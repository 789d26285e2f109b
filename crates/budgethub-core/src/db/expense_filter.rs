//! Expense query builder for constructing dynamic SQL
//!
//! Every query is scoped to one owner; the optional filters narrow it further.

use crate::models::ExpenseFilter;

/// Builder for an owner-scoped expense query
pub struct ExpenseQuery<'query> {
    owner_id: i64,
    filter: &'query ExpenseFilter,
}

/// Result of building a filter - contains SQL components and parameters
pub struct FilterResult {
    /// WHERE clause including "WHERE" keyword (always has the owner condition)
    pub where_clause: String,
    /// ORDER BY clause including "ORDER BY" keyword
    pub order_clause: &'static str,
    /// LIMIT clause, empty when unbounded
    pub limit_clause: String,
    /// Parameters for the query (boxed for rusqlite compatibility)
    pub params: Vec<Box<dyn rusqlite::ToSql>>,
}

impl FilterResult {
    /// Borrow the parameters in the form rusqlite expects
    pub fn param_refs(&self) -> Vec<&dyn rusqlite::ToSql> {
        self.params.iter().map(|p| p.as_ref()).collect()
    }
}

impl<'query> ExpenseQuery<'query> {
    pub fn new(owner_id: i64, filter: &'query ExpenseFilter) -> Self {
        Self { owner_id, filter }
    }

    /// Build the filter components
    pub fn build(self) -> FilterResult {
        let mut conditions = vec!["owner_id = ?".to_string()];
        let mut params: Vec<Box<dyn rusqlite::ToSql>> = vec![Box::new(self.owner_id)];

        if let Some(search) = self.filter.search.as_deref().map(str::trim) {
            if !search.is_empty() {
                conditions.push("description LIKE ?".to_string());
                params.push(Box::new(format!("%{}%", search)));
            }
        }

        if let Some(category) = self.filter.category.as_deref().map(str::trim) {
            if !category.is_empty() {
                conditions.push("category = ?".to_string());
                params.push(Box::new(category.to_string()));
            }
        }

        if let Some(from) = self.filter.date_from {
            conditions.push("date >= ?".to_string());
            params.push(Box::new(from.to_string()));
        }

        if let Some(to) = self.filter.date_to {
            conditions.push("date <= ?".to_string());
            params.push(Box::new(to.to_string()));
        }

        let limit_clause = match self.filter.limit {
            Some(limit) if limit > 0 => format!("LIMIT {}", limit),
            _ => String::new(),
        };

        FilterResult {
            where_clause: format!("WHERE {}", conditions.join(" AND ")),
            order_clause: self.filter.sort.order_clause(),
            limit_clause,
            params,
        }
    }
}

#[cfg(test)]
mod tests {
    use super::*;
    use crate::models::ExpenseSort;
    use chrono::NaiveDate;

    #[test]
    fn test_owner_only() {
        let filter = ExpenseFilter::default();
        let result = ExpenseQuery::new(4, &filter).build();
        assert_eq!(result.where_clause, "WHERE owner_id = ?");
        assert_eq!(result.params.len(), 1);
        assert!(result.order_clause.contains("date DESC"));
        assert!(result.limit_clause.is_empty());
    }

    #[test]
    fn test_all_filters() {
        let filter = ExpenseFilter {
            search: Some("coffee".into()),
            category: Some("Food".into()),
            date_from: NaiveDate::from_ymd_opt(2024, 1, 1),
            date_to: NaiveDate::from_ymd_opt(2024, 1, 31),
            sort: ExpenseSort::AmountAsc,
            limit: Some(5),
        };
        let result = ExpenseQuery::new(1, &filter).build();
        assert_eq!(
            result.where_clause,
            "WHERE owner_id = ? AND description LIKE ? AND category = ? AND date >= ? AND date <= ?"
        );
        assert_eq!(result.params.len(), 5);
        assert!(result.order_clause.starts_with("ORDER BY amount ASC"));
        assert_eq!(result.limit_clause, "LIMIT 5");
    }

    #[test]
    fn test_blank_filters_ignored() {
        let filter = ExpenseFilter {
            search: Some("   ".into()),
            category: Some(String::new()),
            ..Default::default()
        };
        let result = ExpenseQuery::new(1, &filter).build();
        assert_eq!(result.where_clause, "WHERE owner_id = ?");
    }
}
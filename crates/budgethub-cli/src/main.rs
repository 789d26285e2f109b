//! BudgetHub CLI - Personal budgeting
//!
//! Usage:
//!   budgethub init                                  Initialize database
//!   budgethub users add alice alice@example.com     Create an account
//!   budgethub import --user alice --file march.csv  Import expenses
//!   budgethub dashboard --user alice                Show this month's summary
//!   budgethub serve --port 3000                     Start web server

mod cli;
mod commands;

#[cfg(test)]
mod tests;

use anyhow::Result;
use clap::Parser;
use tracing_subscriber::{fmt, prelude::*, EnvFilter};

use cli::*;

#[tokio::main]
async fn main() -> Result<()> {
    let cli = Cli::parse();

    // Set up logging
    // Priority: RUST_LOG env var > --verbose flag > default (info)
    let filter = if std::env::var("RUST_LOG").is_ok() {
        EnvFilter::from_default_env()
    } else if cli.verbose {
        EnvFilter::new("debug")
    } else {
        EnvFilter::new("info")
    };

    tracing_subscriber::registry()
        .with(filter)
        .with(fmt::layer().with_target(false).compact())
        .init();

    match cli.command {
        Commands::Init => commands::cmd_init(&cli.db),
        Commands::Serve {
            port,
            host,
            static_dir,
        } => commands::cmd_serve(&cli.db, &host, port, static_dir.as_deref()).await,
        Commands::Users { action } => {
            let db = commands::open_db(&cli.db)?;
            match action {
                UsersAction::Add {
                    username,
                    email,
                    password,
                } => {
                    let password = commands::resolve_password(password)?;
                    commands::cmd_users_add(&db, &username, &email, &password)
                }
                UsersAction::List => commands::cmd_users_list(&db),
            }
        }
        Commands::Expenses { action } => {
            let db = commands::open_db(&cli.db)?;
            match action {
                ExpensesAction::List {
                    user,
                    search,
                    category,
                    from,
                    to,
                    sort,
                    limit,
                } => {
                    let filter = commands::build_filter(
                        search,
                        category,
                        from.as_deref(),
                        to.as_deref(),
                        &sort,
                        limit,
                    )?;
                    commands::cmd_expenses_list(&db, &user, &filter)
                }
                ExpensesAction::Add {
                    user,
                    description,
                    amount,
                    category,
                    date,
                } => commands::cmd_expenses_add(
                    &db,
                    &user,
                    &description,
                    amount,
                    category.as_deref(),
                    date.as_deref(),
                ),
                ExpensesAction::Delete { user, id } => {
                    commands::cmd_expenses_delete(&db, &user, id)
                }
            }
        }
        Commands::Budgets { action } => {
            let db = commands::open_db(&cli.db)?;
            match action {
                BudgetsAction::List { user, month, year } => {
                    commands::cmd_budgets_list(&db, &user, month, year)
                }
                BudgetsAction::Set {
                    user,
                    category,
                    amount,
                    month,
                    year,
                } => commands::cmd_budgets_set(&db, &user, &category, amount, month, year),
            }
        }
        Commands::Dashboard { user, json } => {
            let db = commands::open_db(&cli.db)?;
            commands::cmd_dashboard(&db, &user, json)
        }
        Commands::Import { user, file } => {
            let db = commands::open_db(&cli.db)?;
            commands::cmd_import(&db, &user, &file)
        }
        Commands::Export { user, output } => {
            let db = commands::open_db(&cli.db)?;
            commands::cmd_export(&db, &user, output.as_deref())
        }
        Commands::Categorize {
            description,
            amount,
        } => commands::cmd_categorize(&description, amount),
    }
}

Work to complete »
Transcribe every line of the records, keeping each one exact.

Written solution »
repository 789d26285e2f109b
filename crates/budgethub-core/src/db/expense_filter.rs
//! Expense query builder for constructing dynamic SQL
//!
//! Every query is scoped to one owner; the optional filters narrow it further.

use crate::models::ExpenseFilter;

/// Builder for an owner-scoped expense query
pub struct ExpenseQuery<'query> {
    owner_id: i64,
    filter: &'query ExpenseFilter,
}

/// Result of building a filter - contains SQL components and parameters
pub struct FilterResult {
    /// WHERE clause including "WHERE" keyword (always has the owner condition)
    pub where_clause: String,
    /// ORDER BY clause including "ORDER BY" keyword
    pub order_clause: &'static str,
    /// LIMIT clause, empty when unbounded
    pub limit_clause: String,
    /// Parameters for the query (boxed for rusqlite compatibility)
    pub params: Vec<Box<dyn rusqlite::ToSql>>,
}

impl FilterResult {
    /// Borrow the parameters in the form rusqlite expects
    pub fn param_refs(&self) -> Vec<&dyn rusqlite::ToSql> {
        self.params.iter().map(|p| p.as_ref()).collect()
    }
}

impl<'query> ExpenseQuery<'query> {
    pub fn new(owner_id: i64, filter: &'query ExpenseFilter) -> Self {
        Self { owner_id, filter }
    }

    /// Build the filter components
    pub fn build(self) -> FilterResult {
        let mut conditions = vec!["owner_id = ?".to_string()];
        let mut params: Vec<Box<dyn rusqlite::ToSql>> = vec![Box::new(self.owner_id)];

        if let Some(search) = self.filter.search.as_deref().map(str::trim) {
            if !search.is_empty() {
                conditions.push("description LIKE ?".to_string());
                params.push(Box::new(format!("%{}%", search)));
            }
        }

        if let Some(category) = self.filter.category.as_deref().map(str::trim) {
            if !category.is_empty() {
                conditions.push("category = ?".to_string());
                params.push(Box::new(category.to_string()));
            }
        }

        if let Some(from) = self.filter.date_from {
            conditions.push("date >= ?".to_string());
            params.push(Box::new(from.to_string()));
        }

        if let Some(to) = self.filter.date_to {
            conditions.push("date <= ?".to_string());
            params.push(Box::new(to.to_string()));
        }

        let limit_clause = match self.filter.limit {
            Some(limit) if limit > 0 => format!("LIMIT {}", limit),
            _ => String::new(),
        };

        FilterResult {
            where_clause: format!("WHERE {}", conditions.join(" AND ")),
            order_clause: self.filter.sort.order_clause(),
            limit_clause,
            params,
        }
    }
}

#[cfg(test)]
mod tests {
    use super::*;
    use crate::models::ExpenseSort;
    use chrono::NaiveDate;

    #[test]
    fn test_owner_only() {
        let filter = ExpenseFilter::default();
        let result = ExpenseQuery::new(4, &filter).build();
        assert_eq!(result.where_clause, "WHERE owner_id = ?");
        assert_eq!(result.params.len(), 1);
        assert!(result.order_clause.contains("date DESC"));
        assert!(result.limit_clause.is_empty());
    }

    #[test]
    fn test_all_filters() {
        let filter = ExpenseFilter {
            search: Some("coffee".into()),
            category: Some("Food".into()),
            date_from: NaiveDate::from_ymd_opt(2024, 1, 1),
            date_to: NaiveDate::from_ymd_opt(2024, 1, 31),
            sort: ExpenseSort::AmountAsc,
            limit: Some(5),
        };
        let result = ExpenseQuery::new(1, &filter).build();
        assert_eq!(
            result.where_clause,
            "WHERE owner_id = ? AND description LIKE ? AND category = ? AND date >= ? AND date <= ?"
        );
        assert_eq!(result.params.len(), 5);
        assert!(result.order_clause.starts_with("ORDER BY amount ASC"));
        assert_eq!(result.limit_clause, "LIMIT 5");
    }

    #[test]
    fn test_blank_filters_ignored() {
        let filter = ExpenseFilter {
            search: Some("   ".into()),
            category: Some(String::new()),
            ..Default::default()
        };
        let result = ExpenseQuery::new(1, &filter).build();
        assert_eq!(result.where_clause, "WHERE owner_id = ?");
    }
}
filename crates/budgethub-cli/src/main.rs
repository 789d26285e2f109b
//! BudgetHub CLI - Personal budgeting
//!
//! Usage:
//!   budgethub init                                  Initialize database
//!   budgethub users add alice alice@example.com     Create an account
//!   budgethub import --user alice --file march.csv  Import expenses
//!   budgethub dashboard --user alice                Show this month's summary
//!   budgethub serve --port 3000                     Start web server

mod cli;
mod commands;

#[cfg(test)]
mod tests;

use anyhow::Result;
use clap::Parser;
use tracing_subscriber::{fmt, prelude::*, EnvFilter};

use cli::*;

#[tokio::main]
async fn main() -> Result<()> {
    let cli = Cli::parse();

    // Set up logging
    // Priority: RUST_LOG env var > --verbose flag > default (info)
    let filter = if std::env::var("RUST_LOG").is_ok() {
        EnvFilter::from_default_env()
    } else if cli.verbose {
        EnvFilter::new("debug")
    } else {
        EnvFilter::new("info")
    };

    tracing_subscriber::registry()
        .with(filter)
        .with(fmt::layer().with_target(false).compact())
        .init();

    match cli.command {
        Commands::Init => commands::cmd_init(&cli.db),
        Commands::Serve {
            port,
            host,
            static_dir,
        } => commands::cmd_serve(&cli.db, &host, port, static_dir.as_deref()).await,
        Commands::Users { action } => {
            let db = commands::open_db(&cli.db)?;
            match action {
                UsersAction::Add {
                    username,
                    email,
                    password,
                } => {
                    let password = commands::resolve_password(password)?;
                    commands::cmd_users_add(&db, &username, &email, &password)
                }
                UsersAction::List => commands::cmd_users_list(&db),
            }
        }
        Commands::Expenses { action } => {
            let db = commands::open_db(&cli.db)?;
            match action {
                ExpensesAction::List {
                    user,
                    search,
                    category,
                    from,
                    to,
                    sort,
                    limit,
                } => {
                    let filter = commands::build_filter(
                        search,
                        category,
                        from.as_deref(),
                        to.as_deref(),
                        &sort,
                        limit,
                    )?;
                    commands::cmd_expenses_list(&db, &user, &filter)
                }
                ExpensesAction::Add {
                    user,
                    description,
                    amount,
                    category,
                    date,
                } => commands::cmd_expenses_add(
                    &db,
                    &user,
                    &description,
                    amount,
                    category.as_deref(),
                    date.as_deref(),
                ),
                ExpensesAction::Delete { user, id } => {
                    commands::cmd_expenses_delete(&db, &user, id)
                }
            }
        }
        Commands::Budgets { action } => {
            let db = commands::open_db(&cli.db)?;
            match action {
                BudgetsAction::List { user, month, year } => {
                    commands::cmd_budgets_list(&db, &user, month, year)
                }
                BudgetsAction::Set {
                    user,
                    category,
                    amount,
                    month,
                    year,
                } => commands::cmd_budgets_set(&db, &user, &category, amount, month, year),
            }
        }
        Commands::Dashboard { user, json } => {
            let db = commands::open_db(&cli.db)?;
            commands::cmd_dashboard(&db, &user, json)
        }
        Commands::Import { user, file } => {
            let db = commands::open_db(&cli.db)?;
            commands::cmd_import(&db, &user, &file)
        }
        Commands::Export { user, output } => {
            let db = commands::open_db(&cli.db)?;
            commands::cmd_export(&db, &user, output.as_deref())
        }
        Commands::Categorize {
            description,
            amount,
        } => commands::cmd_categorize(&description, amount),
    }
}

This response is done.